= INSTRUCTIONS TO FOLLOW =
A single number is the answer here: the count of lines in the records below in which the word "section" appears.

= INFORMATION SUPPLIED =
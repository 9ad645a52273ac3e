//! Prompt templates for the labeler and critic stages.
//!
//! Templates are keyed by task type. Every labeling template demands
//! JSON-only output in the [`crate::models::LabelPrediction`] shape; the
//! critic template demands the [`crate::models::CriticReview`] shape and
//! explicitly forbids re-labeling. Unknown task types fall back to the
//! sentiment template so an open `task_type` string can never fail prompt
//! construction.

use crate::models::LabelPrediction;

const JSON_SHAPE_HINT: &str =
    r#"Return ONLY valid JSON: {"label": "%LABEL%", "confidence": 85, "reasoning": "brief explanation", "bounding_boxes": []}"#;

/// Build the labeling prompt for one attempt.
///
/// A non-empty `critic_feedback` (the rejecting critique from the previous
/// attempt) is injected as a corrective block ahead of the instructions.
pub fn labeling_prompt(task_type: &str, text_content: &str, critic_feedback: &str) -> String {
    let feedback_block = if critic_feedback.is_empty() {
        String::new()
    } else {
        format!(
            "\nPREVIOUS ATTEMPT FEEDBACK (incorporate this into your new label):\n{}\n",
            critic_feedback
        )
    };

    let (expert, instruction, placeholder, content_label) = match task_type
        .to_lowercase()
        .as_str()
    {
        "ner" => (
            "You are a Named Entity Recognition (NER) expert.",
            "Label the primary named entity type in the following text.\nChoose one of: PERSON, ORGANIZATION, LOCATION, DATE, PRODUCT, EVENT, OTHER",
            "ENTITY_TYPE",
            "Text",
        ),
        "summarization" => (
            "You are a text summarization expert.",
            "Create a concise label/category for the following text based on its main topic.\nChoose one of: TECHNICAL, SCIENTIFIC, NEWS, OPINION, NARRATIVE, INSTRUCTIONAL, OTHER",
            "CATEGORY",
            "Text",
        ),
        "object_detection" => (
            "You are a computer vision expert describing image content.",
            "Label the primary object or scene type described.\nChoose one of: PERSON, VEHICLE, ANIMAL, BUILDING, FOOD, NATURE, OBJECT, SCENE",
            "CATEGORY",
            "Description/Text",
        ),
        "ocr" => (
            "You are an OCR classification expert.",
            "Classify the type of document or text in the following content.\nChoose one of: HANDWRITTEN, PRINTED, MIXED, FORM, TABLE, RECEIPT, LABEL, OTHER",
            "DOCUMENT_TYPE",
            "Text",
        ),
        "visual_qa" => (
            "You are a visual question answering expert.",
            "Answer the question based on the provided context.",
            "YOUR_ANSWER",
            "Context",
        ),
        "captioning" => (
            "You are an image captioning expert.",
            "Generate a concise label/category for the content described.\nChoose one of: PORTRAIT, LANDSCAPE, ACTION, GROUP, PRODUCT, ABSTRACT, DOCUMENTARY",
            "CAPTION_TYPE",
            "Content",
        ),
        "grounded_description" => (
            "You are a visual grounding expert.",
            "Classify the description type and identify key regions.",
            "DESCRIPTION_TYPE",
            "Content",
        ),
        // "sentiment" and anything unrecognized.
        _ => (
            "You are a sentiment analysis expert.",
            "Classify the sentiment of the following text.\nChoose one of: POSITIVE, NEGATIVE, NEUTRAL, MIXED",
            "SENTIMENT",
            "Text",
        ),
    };

    format!(
        "{expert}\n{feedback_block}\n{instruction}\n\n{content_label}: {text_content}\n\n{shape}",
        shape = JSON_SHAPE_HINT.replace("%LABEL%", placeholder),
    )
}

/// Build the critic's review prompt for the latest prediction.
///
/// `criteria` are optional rubric lines keyed by task type; absence is
/// normal and simply omits the rubric section.
pub fn critic_prompt(
    task_type: &str,
    original_input: &str,
    prediction: &LabelPrediction,
    criteria: Option<&[String]>,
) -> String {
    let rubric_text = match criteria {
        Some(lines) if !lines.is_empty() => {
            let mut section = String::from("Evaluation criteria:\n");
            for line in lines {
                section.push_str(&format!("- {}\n", line));
            }
            section
        }
        _ => String::new(),
    };

    format!(
        "You are a label quality critic. Evaluate whether this label is correct.\n\
         Do NOT re-label. Only judge correctness.\n\n\
         Task type: {task_type}\n\
         Original input: {original_input}\n\
         Proposed label: {label}\n\
         Reasoning: {reasoning}\n\
         {rubric_text}\n\
         Return ONLY valid JSON: {{\"is_correct\": true/false, \"confidence_score\": 85, \"critique\": \"specific feedback if incorrect, or 'Label is correct' if correct\"}}",
        label = prediction.label,
        reasoning = prediction.reasoning,
    )
}
//! `labelpipe label` — run one item through the pipeline and print the
//! resulting record.

use anyhow::{Context, Result, bail};
use console::style;
use labelpipe::config::Config;
use labelpipe::gateway::OpenAiGateway;
use labelpipe::models::{LabelingTask, Modality};
use labelpipe::pipeline::PipelineRunner;

pub async fn cmd_label(
    config: Config,
    task_type: String,
    text: String,
    data_id: String,
    image_ref: Option<String>,
    modality: String,
) -> Result<()> {
    if config.api_key.is_empty() {
        bail!("OPENAI_API_KEY not set. Export it or add it to a .env file.");
    }
    let modality: Modality = modality.parse()?;

    let task = LabelingTask {
        data_id,
        modality,
        task_type,
        text_content: text,
        image_ref,
    };

    let gateway = OpenAiGateway::new(&config).context("Failed to build completion gateway")?;
    let runner = PipelineRunner::new(&gateway, &config);
    let record = runner.run(&task).await;

    println!();
    println!("  {}  {}", style("Label").bold().dim(), style(&record.label).cyan().bold());
    println!(
        "  {}  labeler {}%, critic {}%, final {}%",
        style("Confidence").bold().dim(),
        record.confidence,
        record.critic_confidence,
        record.final_confidence,
    );
    println!("  {}  {}", style("Retries").bold().dim(), record.retry_count);
    println!("  {}  {}", style("Reasoning").bold().dim(), record.reasoning);

    match record.fallback_reason {
        Some(reason) => println!(
            "  {} sent to human review ({})",
            style("⚠").yellow().bold(),
            reason
        ),
        None => println!("  {} validated", style("✓").green().bold()),
    }

    println!();
    println!("{}", serde_json::to_string_pretty(&record)?);
    Ok(())
}
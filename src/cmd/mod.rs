//! CLI command implementations.
//!
//! Each submodule owns one `Commands` variant:
//!
//! | Module  | Commands handled                          |
//! |---------|-------------------------------------------|
//! | `label` | `Label` — one item through the pipeline   |
//! | `batch` | `Batch` — a JSONL file of items           |
//! | `queue` | `Queue` — review-queue maintenance        |

pub mod batch;
pub mod label;
pub mod queue;

pub use batch::cmd_batch;
pub use label::cmd_label;
pub use queue::cmd_queue;
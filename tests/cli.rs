//! Integration tests for the labelpipe CLI.
//!
//! Only offline surfaces are exercised here — the queue subcommands and
//! argument handling. Pipeline behavior against a scripted gateway is
//! covered by the unit tests in the library.

use assert_cmd::Command;
use assert_cmd::cargo::cargo_bin_cmd;
use predicates::prelude::*;
use std::fs;
use tempfile::TempDir;

/// Helper to create a labelpipe Command rooted in a temp project dir.
fn labelpipe(dir: &TempDir) -> Command {
    let mut cmd = cargo_bin_cmd!("labelpipe");
    cmd.current_dir(dir.path());
    cmd
}

fn create_temp_project() -> TempDir {
    TempDir::new().unwrap()
}

/// Drop a well-formed review item into the default queue directory.
fn seed_queue_item(dir: &TempDir, data_id: &str, reason: &str) {
    let queue_dir = dir.path().join("data/review_queue");
    fs::create_dir_all(&queue_dir).unwrap();
    let item = format!(
        r#"{{
  "data_id": "{data_id}",
  "original_input": {{"text_content": "hello", "modality": "TEXT"}},
  "labeler_attempts": [],
  "critic_reviews": [],
  "error_log": ["labeler: all attempts failed, escalating"],
  "fallback_reason": "{reason}",
  "timestamp": "2026-08-27T00:00:00Z"
}}"#
    );
    fs::write(
        queue_dir.join(format!("{data_id}_20260827_000000_000000000.json")),
        item,
    )
    .unwrap();
}

mod cli_basics {
    use super::*;

    #[test]
    fn test_help() {
        let dir = create_temp_project();
        labelpipe(&dir).arg("--help").assert().success();
    }

    #[test]
    fn test_version() {
        let dir = create_temp_project();
        labelpipe(&dir).arg("--version").assert().success();
    }

    #[test]
    fn test_label_requires_api_key() {
        let dir = create_temp_project();
        labelpipe(&dir)
            .env("OPENAI_API_KEY", "")
            .args(["label", "--text", "hello"])
            .assert()
            .failure()
            .stderr(predicate::str::contains("OPENAI_API_KEY"));
    }

    #[test]
    fn test_batch_missing_input_file_fails() {
        let dir = create_temp_project();
        labelpipe(&dir)
            .env("OPENAI_API_KEY", "sk-test")
            .args(["batch", "missing.jsonl"])
            .assert()
            .failure()
            .stderr(predicate::str::contains("missing.jsonl"));
    }

    #[test]
    fn test_invalid_modality_is_rejected() {
        let dir = create_temp_project();
        labelpipe(&dir)
            .env("OPENAI_API_KEY", "sk-test")
            .args(["label", "--text", "hi", "--modality", "VOICE"])
            .assert()
            .failure()
            .stderr(predicate::str::contains("Invalid modality"));
    }
}

mod queue_commands {
    use super::*;

    #[test]
    fn test_summary_of_empty_queue() {
        let dir = create_temp_project();
        labelpipe(&dir)
            .args(["queue", "summary"])
            .assert()
            .success()
            .stdout(predicate::str::contains("Total: 0"));
    }

    #[test]
    fn test_list_shows_seeded_items() {
        let dir = create_temp_project();
        seed_queue_item(&dir, "item-1", "RETRY_LIMIT");
        seed_queue_item(&dir, "item-2", "LOW_CONFIDENCE");

        labelpipe(&dir)
            .args(["queue", "list"])
            .assert()
            .success()
            .stdout(predicate::str::contains("item-1"))
            .stdout(predicate::str::contains("RETRY_LIMIT"))
            .stdout(predicate::str::contains("2 item(s)"));
    }

    #[test]
    fn test_summary_counts_by_reason() {
        let dir = create_temp_project();
        seed_queue_item(&dir, "a", "PARSING_ERROR");
        seed_queue_item(&dir, "b", "PARSING_ERROR");

        labelpipe(&dir)
            .args(["queue", "summary"])
            .assert()
            .success()
            .stdout(predicate::str::contains("Total: 2"))
            .stdout(predicate::str::contains("PARSING_ERROR"));
    }

    #[test]
    fn test_delete_removes_matching_items() {
        let dir = create_temp_project();
        seed_queue_item(&dir, "gone", "RETRY_LIMIT");
        seed_queue_item(&dir, "kept", "RETRY_LIMIT");

        labelpipe(&dir)
            .args(["queue", "delete", "gone"])
            .assert()
            .success()
            .stdout(predicate::str::contains("Removed 1"));

        labelpipe(&dir)
            .args(["queue", "list"])
            .assert()
            .success()
            .stdout(predicate::str::contains("kept"))
            .stdout(predicate::str::contains("gone").not());
    }

    #[test]
    fn test_clear_requires_force() {
        let dir = create_temp_project();
        seed_queue_item(&dir, "item", "VALIDATION_ERROR");

        labelpipe(&dir)
            .args(["queue", "clear"])
            .assert()
            .failure()
            .stderr(predicate::str::contains("--force"));

        labelpipe(&dir)
            .args(["queue", "clear", "--force"])
            .assert()
            .success()
            .stdout(predicate::str::contains("Cleared 1"));
    }

    #[test]
    fn test_export_writes_csv() {
        let dir = create_temp_project();
        seed_queue_item(&dir, "row-1", "LOW_CONFIDENCE");
        let out = dir.path().join("queue.csv");

        labelpipe(&dir)
            .args(["queue", "export", "--output"])
            .arg(&out)
            .assert()
            .success();

        let csv = fs::read_to_string(&out).unwrap();
        assert!(csv.starts_with("data_id,fallback_reason,timestamp,"));
        assert!(csv.contains("row-1,LOW_CONFIDENCE"));
    }

    #[test]
    fn test_queue_dir_override_via_env() {
        let dir = create_temp_project();
        let alt = dir.path().join("elsewhere");
        fs::create_dir_all(&alt).unwrap();

        labelpipe(&dir)
            .env("LABELPIPE_REVIEW_QUEUE_DIR", &alt)
            .args(["queue", "summary"])
            .assert()
            .success()
            .stdout(predicate::str::contains("Total: 0"));
    }
}
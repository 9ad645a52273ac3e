use anyhow::Result;
use clap::{Parser, Subcommand};
use std::path::PathBuf;

mod cmd;

use cmd::queue::QueueCommands;
use labelpipe::config::Config;

#[derive(Parser)]
#[command(name = "labelpipe")]
#[command(version, about = "Labeler-critic-validator annotation pipeline")]
pub struct Cli {
    #[arg(short, long, global = true)]
    pub verbose: bool,

    /// Path to a labelpipe.toml config file
    #[arg(long, global = true)]
    pub config: Option<PathBuf>,

    #[command(subcommand)]
    pub command: Commands,
}

#[derive(Subcommand)]
pub enum Commands {
    /// Label a single item
    Label {
        #[arg(long, default_value = "sentiment")]
        task_type: String,
        /// The text content to label
        #[arg(long)]
        text: String,
        #[arg(long, default_value = "single_001")]
        data_id: String,
        /// Reference to image content for IMAGE/HYBRID tasks
        #[arg(long)]
        image_ref: Option<String>,
        /// TEXT, IMAGE, or HYBRID
        #[arg(long, default_value = "TEXT")]
        modality: String,
    },
    /// Label every item in a JSONL file (one task object per line)
    Batch {
        input: PathBuf,
        /// Default task type for lines that don't set one
        #[arg(long, default_value = "sentiment")]
        task_type: String,
        /// Default modality for lines that don't set one
        #[arg(long, default_value = "TEXT")]
        modality: String,
        /// Write the result records as JSON
        #[arg(short, long)]
        output: Option<PathBuf>,
    },
    /// Inspect and maintain the human-review queue
    Queue {
        #[command(subcommand)]
        command: QueueCommands,
    },
}

#[tokio::main]
async fn main() -> Result<()> {
    dotenvy::dotenv().ok();
    let cli = Cli::parse();

    let filter = tracing_subscriber::EnvFilter::try_from_default_env().unwrap_or_else(|_| {
        tracing_subscriber::EnvFilter::new(if cli.verbose {
            "labelpipe=debug"
        } else {
            "labelpipe=warn"
        })
    });
    tracing_subscriber::fmt()
        .with_env_filter(filter)
        .with_target(false)
        .init();

    let config = Config::load(cli.config.as_deref())?;

    match cli.command {
        Commands::Label {
            task_type,
            text,
            data_id,
            image_ref,
            modality,
        } => cmd::cmd_label(config, task_type, text, data_id, image_ref, modality).await,
        Commands::Batch {
            input,
            task_type,
            modality,
            output,
        } => cmd::cmd_batch(config, input, task_type, modality, output).await,
        Commands::Queue { command } => cmd::cmd_queue(config, command),
    }
}
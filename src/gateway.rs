//! Completion gateway — the capability boundary around the generative
//! backend.
//!
//! The pipeline only ever needs `complete(prompt, role) -> text | failure`.
//! Both the labeler and the critic are instances of this same capability,
//! differing only in which configured model name is used. The HTTP
//! implementation targets any OpenAI-compatible `/chat/completions`
//! endpoint and enforces a hard request timeout; a call must fail, not
//! hang.

use crate::config::Config;
use crate::errors::GatewayError;
use async_trait::async_trait;
use serde::{Deserialize, Serialize};
use std::time::Duration;

/// Which configured model a completion call should use.
#[derive(Debug, Clone, Copy, PartialEq, Eq)]
pub enum ModelRole {
    Labeler,
    Critic,
}

/// Capability-typed access to a completion service.
#[async_trait]
pub trait CompletionGateway: Send + Sync {
    /// Send a prompt, return the raw text of the completion.
    async fn complete(&self, prompt: &str, role: ModelRole) -> Result<String, GatewayError>;
}

#[derive(Serialize)]
struct ChatRequest<'a> {
    model: &'a str,
    messages: Vec<ChatMessage<'a>>,
    temperature: f64,
    max_tokens: u32,
}

#[derive(Serialize)]
struct ChatMessage<'a> {
    role: &'static str,
    content: &'a str,
}

#[derive(Deserialize)]
struct ChatResponse {
    choices: Vec<ChatChoice>,
}

#[derive(Deserialize)]
struct ChatChoice {
    message: ChatChoiceMessage,
}

#[derive(Deserialize)]
struct ChatChoiceMessage {
    content: Option<String>,
}

/// OpenAI-compatible HTTP gateway.
pub struct OpenAiGateway {
    client: reqwest::Client,
    base_url: String,
    api_key: String,
    labeler_model: String,
    critic_model: String,
    temperature: f64,
    max_tokens: u32,
    timeout_secs: u64,
}

impl OpenAiGateway {
    pub fn new(config: &Config) -> Result<Self, GatewayError> {
        let client = reqwest::Client::builder()
            .timeout(Duration::from_secs(config.request_timeout_secs))
            .build()
            .map_err(GatewayError::Request)?;
        Ok(Self {
            client,
            base_url: config.base_url.trim_end_matches('/').to_string(),
            api_key: config.api_key.clone(),
            labeler_model: config.labeler_model.clone(),
            critic_model: config.critic_model.clone(),
            temperature: config.temperature,
            max_tokens: config.max_tokens,
            timeout_secs: config.request_timeout_secs,
        })
    }

    fn model_for(&self, role: ModelRole) -> &str {
        match role {
            ModelRole::Labeler => &self.labeler_model,
            ModelRole::Critic => &self.critic_model,
        }
    }
}

#[async_trait]
impl CompletionGateway for OpenAiGateway {
    async fn complete(&self, prompt: &str, role: ModelRole) -> Result<String, GatewayError> {
        let request = ChatRequest {
            model: self.model_for(role),
            messages: vec![ChatMessage {
                role: "user",
                content: prompt,
            }],
            temperature: self.temperature,
            max_tokens: self.max_tokens,
        };

        let response = self
            .client
            .post(format!("{}/chat/completions", self.base_url))
            .bearer_auth(&self.api_key)
            .json(&request)
            .send()
            .await
            .map_err(|e| {
                if e.is_timeout() {
                    GatewayError::Timeout {
                        seconds: self.timeout_secs,
                    }
                } else {
                    GatewayError::Request(e)
                }
            })?;

        let status = response.status();
        if !status.is_success() {
            let body = response.text().await.unwrap_or_default();
            return Err(GatewayError::Status {
                status: status.as_u16(),
                body,
            });
        }

        let parsed: ChatResponse = response.json().await.map_err(GatewayError::Request)?;
        parsed
            .choices
            .into_iter()
            .next()
            .and_then(|choice| choice.message.content)
            .filter(|content| !content.trim().is_empty())
            .ok_or(GatewayError::EmptyResponse)
    }
}
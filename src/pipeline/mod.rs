//! Orchestration state machine for single-item labeling runs.

pub mod runner;
pub mod state;

pub use runner::{LOCAL_DECODE_ATTEMPTS, PipelineRunner};
pub use state::{RunState, Stage};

= SOLUTION TO THIS PROBLEM =
4